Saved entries
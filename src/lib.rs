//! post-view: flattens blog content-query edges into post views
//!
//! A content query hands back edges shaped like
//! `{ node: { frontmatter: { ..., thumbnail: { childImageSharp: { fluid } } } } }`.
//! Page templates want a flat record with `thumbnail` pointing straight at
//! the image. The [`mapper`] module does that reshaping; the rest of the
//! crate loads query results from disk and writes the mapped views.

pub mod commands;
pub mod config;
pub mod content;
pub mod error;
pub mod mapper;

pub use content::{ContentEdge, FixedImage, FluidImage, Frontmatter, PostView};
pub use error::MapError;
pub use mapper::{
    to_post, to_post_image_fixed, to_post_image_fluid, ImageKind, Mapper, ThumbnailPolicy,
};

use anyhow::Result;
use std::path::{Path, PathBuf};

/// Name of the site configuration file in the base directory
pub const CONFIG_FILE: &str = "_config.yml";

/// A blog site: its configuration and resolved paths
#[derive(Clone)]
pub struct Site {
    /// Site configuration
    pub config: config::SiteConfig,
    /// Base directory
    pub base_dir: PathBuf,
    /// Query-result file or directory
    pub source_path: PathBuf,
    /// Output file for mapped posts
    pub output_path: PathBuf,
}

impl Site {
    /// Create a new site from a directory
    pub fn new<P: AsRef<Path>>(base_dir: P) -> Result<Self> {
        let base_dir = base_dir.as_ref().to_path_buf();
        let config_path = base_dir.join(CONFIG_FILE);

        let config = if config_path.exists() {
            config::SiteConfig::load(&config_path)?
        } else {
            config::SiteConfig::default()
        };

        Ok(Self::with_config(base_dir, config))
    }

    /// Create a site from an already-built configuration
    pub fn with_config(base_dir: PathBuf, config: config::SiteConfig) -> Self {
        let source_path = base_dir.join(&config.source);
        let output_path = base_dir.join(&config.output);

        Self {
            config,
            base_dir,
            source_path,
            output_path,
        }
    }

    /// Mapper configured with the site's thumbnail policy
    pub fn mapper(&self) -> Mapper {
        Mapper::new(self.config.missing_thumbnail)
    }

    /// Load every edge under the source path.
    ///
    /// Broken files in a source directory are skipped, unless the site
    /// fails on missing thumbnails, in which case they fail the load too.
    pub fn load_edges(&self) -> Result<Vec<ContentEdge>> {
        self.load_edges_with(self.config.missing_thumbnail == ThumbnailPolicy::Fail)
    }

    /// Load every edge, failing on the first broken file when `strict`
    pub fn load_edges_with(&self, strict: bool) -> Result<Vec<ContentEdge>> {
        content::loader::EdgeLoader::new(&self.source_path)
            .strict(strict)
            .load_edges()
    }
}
--
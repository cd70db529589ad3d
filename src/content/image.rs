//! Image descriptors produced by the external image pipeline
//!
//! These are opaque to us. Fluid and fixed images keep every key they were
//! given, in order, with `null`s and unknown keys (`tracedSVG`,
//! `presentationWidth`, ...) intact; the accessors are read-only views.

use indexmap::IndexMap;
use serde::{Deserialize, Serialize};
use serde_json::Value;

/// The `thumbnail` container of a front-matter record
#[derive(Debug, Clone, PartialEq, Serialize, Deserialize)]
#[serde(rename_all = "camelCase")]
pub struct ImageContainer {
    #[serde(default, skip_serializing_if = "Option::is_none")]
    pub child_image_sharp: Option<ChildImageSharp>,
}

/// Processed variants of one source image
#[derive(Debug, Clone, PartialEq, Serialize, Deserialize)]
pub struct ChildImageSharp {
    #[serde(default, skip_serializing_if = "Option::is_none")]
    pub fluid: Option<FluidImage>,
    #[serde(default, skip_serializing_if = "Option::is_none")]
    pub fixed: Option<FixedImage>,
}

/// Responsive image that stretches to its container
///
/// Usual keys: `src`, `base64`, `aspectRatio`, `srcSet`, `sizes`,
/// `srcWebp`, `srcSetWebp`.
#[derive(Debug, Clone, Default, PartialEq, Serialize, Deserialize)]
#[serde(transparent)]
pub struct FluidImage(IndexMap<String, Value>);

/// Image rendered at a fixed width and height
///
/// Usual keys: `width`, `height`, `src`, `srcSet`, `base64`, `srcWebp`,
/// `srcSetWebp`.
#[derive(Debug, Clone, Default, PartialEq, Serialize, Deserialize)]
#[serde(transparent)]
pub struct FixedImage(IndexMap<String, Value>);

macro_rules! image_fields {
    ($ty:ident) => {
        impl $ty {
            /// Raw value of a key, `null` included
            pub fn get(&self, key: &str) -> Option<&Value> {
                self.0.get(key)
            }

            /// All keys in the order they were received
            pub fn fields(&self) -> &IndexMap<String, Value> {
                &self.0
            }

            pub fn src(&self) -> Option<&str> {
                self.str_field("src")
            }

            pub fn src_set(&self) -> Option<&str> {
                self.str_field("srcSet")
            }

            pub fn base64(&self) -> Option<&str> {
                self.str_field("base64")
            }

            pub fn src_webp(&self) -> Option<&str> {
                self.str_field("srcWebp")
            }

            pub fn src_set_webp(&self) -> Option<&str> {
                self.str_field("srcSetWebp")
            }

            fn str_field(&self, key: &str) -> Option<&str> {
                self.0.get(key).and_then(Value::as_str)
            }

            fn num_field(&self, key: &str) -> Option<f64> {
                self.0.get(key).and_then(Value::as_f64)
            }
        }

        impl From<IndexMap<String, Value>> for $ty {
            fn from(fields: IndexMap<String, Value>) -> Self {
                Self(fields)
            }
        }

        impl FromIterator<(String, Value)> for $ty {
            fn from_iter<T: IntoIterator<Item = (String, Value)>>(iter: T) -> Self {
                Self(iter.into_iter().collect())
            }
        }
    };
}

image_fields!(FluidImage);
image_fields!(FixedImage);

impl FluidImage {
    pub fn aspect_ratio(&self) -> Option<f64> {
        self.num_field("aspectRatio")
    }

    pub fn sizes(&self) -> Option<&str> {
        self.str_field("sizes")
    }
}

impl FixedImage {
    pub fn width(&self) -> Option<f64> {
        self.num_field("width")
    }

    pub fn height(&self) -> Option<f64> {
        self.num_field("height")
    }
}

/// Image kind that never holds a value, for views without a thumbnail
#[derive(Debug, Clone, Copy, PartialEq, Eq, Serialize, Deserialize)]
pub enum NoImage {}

*What is needed*:
Your answer should be the lines above, from the line containing "let config_path = base_dir.join(CONFIG_FILE);" up to and including the line containing "an already-built configuration", reproduced exactly and with nothing else.

*Solution below*:
        let config_path = base_dir.join(CONFIG_FILE);

        let config = if config_path.exists() {
            config::SiteConfig::load(&config_path)?
        } else {
            config::SiteConfig::default()
        };

        Ok(Self::with_config(base_dir, config))
    }

    /// Create a site from an already-built configuration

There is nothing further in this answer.